*INSTRUCTIONS TO FOLLOW*
In the material below, find each line with the word "company" and copy it.

*PROVIDED DATA*

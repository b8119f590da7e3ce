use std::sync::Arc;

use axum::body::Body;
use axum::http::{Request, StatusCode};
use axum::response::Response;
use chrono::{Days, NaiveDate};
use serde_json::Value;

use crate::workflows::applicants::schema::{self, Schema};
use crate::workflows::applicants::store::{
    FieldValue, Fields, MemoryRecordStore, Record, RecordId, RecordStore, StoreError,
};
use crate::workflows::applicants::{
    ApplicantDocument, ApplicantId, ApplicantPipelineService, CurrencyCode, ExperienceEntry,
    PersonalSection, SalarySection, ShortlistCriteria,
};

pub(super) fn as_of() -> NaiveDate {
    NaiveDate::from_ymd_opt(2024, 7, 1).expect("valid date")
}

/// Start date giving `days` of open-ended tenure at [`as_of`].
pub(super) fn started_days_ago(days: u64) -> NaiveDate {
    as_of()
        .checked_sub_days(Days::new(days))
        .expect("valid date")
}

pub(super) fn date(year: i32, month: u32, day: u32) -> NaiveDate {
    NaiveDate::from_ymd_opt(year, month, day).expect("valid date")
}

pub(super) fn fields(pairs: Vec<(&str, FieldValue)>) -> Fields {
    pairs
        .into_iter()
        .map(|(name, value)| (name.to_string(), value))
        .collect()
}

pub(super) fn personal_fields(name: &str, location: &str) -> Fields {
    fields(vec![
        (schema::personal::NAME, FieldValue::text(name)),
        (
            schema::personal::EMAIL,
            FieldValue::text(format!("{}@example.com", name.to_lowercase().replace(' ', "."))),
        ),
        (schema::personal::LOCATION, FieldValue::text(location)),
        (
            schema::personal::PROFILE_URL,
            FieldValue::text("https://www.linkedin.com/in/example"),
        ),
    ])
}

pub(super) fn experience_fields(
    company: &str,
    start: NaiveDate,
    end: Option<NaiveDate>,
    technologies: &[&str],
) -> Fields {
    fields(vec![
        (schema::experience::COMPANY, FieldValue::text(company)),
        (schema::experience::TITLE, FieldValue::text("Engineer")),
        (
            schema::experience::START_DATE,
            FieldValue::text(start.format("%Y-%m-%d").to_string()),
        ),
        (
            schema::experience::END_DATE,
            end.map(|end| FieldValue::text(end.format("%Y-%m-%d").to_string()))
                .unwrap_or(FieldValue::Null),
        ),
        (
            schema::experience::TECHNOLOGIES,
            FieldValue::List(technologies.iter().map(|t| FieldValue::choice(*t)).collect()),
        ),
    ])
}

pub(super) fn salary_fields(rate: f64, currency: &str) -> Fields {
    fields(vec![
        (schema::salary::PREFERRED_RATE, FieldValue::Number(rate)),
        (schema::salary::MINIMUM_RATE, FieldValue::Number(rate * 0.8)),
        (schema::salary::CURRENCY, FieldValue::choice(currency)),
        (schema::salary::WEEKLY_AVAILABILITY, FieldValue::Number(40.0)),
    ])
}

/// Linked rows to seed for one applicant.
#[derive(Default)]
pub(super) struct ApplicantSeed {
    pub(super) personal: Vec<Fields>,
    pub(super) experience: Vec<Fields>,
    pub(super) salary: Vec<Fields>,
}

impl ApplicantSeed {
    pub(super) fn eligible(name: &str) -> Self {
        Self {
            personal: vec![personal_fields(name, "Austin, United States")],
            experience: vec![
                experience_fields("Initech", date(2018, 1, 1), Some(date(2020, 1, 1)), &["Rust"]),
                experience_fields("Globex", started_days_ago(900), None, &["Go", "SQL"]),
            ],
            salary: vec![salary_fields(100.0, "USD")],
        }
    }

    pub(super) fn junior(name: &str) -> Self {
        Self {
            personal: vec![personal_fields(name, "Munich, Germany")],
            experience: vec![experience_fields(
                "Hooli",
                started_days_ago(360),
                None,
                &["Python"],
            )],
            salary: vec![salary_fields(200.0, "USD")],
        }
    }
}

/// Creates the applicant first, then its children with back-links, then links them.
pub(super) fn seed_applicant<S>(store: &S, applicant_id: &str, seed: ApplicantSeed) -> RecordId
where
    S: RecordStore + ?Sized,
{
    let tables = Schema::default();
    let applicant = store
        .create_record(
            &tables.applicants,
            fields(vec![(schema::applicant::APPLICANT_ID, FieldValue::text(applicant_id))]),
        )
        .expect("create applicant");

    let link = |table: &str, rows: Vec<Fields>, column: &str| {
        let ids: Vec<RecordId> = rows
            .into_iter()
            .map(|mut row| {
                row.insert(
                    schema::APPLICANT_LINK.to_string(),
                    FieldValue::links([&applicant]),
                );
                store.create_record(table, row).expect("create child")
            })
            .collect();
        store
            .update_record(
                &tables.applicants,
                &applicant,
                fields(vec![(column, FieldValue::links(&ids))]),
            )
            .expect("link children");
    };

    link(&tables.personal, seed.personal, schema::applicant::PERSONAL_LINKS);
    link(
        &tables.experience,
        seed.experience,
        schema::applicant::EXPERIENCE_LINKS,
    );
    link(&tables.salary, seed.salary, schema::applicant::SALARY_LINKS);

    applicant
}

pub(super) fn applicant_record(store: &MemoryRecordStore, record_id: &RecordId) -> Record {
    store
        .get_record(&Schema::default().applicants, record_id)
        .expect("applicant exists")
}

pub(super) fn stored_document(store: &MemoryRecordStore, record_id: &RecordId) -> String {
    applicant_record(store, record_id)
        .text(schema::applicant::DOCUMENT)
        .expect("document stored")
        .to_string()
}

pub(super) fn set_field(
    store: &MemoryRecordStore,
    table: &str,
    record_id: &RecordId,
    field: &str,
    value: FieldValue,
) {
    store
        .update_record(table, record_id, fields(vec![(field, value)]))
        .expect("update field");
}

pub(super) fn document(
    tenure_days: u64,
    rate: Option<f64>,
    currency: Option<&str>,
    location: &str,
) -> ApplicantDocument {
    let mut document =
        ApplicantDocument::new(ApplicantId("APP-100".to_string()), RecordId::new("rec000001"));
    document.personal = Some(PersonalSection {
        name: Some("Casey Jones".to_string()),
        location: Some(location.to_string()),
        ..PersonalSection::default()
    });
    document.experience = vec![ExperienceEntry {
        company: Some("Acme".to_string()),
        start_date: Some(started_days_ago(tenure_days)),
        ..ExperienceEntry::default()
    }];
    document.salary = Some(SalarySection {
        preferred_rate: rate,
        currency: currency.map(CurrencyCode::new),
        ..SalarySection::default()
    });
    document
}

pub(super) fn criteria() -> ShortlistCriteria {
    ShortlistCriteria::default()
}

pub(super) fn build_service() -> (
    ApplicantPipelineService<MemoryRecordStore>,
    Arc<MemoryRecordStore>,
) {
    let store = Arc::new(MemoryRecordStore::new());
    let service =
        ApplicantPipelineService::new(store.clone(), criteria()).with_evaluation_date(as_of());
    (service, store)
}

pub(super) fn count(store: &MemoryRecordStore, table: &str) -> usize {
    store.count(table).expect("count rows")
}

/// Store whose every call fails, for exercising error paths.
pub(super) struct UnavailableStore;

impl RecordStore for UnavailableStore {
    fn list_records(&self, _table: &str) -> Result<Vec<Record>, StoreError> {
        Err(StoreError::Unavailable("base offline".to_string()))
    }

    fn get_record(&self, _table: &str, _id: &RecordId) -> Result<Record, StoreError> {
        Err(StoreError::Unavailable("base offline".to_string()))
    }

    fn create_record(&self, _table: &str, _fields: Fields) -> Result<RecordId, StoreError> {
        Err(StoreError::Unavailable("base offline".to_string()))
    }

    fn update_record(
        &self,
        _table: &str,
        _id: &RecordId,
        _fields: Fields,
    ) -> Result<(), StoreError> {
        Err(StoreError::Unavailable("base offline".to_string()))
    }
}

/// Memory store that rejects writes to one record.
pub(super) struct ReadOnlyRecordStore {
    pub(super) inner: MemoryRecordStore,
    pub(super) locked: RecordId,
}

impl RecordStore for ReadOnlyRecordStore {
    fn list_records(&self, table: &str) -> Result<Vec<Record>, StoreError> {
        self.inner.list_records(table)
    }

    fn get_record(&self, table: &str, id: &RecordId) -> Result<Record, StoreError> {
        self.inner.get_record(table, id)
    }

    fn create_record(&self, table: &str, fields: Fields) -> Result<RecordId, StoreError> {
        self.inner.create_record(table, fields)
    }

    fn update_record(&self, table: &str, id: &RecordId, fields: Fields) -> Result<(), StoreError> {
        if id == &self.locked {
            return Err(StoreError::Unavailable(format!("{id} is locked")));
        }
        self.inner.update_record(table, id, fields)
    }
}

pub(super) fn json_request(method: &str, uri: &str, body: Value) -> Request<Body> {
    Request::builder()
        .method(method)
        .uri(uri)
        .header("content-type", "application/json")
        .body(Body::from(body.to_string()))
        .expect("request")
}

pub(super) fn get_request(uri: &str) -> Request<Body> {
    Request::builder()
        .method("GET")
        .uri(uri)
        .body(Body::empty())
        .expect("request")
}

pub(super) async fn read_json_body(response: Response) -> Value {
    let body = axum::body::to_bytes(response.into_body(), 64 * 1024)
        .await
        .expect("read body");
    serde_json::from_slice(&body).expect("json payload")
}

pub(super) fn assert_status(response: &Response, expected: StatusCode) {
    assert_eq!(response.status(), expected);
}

--

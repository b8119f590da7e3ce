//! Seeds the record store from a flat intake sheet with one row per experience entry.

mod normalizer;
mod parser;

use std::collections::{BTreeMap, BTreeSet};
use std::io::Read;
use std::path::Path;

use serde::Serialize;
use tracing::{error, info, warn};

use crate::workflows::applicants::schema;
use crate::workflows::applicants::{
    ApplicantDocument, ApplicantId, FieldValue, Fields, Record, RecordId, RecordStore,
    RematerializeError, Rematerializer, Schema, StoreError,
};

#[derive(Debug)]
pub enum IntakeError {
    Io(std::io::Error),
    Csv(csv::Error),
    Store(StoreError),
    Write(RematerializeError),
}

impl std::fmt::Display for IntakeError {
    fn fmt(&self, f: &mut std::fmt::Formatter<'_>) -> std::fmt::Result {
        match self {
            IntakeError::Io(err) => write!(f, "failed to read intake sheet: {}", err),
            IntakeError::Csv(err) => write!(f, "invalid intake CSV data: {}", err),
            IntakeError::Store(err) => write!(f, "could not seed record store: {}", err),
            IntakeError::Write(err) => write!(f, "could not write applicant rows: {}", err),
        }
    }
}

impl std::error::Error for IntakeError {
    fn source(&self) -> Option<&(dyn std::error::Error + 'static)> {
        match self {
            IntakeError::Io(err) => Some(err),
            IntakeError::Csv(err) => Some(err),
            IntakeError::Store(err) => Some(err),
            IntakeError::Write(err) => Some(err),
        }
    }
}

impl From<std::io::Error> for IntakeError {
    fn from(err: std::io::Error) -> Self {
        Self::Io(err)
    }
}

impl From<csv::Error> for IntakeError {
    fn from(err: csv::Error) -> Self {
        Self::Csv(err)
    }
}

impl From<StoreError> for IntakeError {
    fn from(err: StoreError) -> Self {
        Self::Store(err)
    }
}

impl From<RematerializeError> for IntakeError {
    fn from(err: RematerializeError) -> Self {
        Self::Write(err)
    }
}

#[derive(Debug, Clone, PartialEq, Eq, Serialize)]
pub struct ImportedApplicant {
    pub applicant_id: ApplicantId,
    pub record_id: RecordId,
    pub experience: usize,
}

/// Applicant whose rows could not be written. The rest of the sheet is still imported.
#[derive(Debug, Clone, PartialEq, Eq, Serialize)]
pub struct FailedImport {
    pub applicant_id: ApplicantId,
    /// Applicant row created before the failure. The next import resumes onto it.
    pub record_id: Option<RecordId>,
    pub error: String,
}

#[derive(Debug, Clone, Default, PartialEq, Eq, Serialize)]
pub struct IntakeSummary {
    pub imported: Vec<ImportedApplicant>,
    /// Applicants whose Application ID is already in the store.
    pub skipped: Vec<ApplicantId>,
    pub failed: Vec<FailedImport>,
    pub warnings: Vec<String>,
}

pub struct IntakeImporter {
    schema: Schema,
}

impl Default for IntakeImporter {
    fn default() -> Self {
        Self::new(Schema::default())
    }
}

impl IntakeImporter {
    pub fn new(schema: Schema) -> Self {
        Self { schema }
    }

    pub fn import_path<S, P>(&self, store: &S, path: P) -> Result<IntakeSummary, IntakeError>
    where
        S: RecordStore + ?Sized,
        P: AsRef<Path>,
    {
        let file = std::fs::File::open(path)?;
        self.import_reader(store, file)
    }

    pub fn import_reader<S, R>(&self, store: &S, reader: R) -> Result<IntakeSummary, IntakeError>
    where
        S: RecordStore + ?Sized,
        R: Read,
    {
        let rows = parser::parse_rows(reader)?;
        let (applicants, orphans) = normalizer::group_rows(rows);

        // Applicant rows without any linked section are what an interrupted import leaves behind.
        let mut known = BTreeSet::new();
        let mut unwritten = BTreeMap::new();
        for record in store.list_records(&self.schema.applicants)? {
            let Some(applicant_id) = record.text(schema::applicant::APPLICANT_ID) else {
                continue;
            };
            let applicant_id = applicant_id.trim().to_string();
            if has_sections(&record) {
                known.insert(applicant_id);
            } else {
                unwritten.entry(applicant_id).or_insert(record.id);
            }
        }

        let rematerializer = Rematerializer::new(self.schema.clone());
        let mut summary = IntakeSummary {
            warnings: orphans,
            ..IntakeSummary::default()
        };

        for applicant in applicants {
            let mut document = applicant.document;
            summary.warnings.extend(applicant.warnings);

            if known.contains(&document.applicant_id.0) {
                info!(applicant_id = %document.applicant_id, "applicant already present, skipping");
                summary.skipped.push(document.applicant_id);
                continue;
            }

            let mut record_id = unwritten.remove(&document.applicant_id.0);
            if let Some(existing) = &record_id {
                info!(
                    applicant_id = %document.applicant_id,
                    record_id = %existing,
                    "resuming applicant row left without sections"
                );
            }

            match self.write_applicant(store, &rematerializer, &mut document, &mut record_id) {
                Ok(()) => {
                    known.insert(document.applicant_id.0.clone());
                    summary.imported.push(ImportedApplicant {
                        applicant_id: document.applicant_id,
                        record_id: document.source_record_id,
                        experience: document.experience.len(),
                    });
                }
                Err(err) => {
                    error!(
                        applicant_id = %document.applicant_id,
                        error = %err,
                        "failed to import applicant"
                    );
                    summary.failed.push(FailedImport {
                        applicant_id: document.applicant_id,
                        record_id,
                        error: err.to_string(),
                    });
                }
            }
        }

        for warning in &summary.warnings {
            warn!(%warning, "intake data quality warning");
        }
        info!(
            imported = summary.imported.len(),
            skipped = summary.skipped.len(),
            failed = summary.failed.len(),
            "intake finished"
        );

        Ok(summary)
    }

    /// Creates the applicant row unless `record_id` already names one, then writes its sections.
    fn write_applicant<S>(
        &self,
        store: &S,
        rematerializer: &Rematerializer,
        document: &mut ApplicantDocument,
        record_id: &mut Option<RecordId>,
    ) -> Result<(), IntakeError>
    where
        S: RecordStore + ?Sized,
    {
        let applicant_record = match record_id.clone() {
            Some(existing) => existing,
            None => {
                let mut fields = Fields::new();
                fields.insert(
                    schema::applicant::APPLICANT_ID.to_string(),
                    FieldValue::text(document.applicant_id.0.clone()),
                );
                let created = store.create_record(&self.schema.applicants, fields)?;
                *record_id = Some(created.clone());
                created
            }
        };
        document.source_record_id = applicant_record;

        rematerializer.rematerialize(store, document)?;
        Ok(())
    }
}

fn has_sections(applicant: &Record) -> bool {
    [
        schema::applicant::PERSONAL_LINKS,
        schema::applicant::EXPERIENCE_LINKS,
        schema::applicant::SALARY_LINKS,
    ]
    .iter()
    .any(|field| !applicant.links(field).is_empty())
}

*SOLUTION TO THE EXERCISE*
    company: &str,
        (schema::experience::COMPANY, FieldValue::text(company)),
        company: Some("Acme".to_string()),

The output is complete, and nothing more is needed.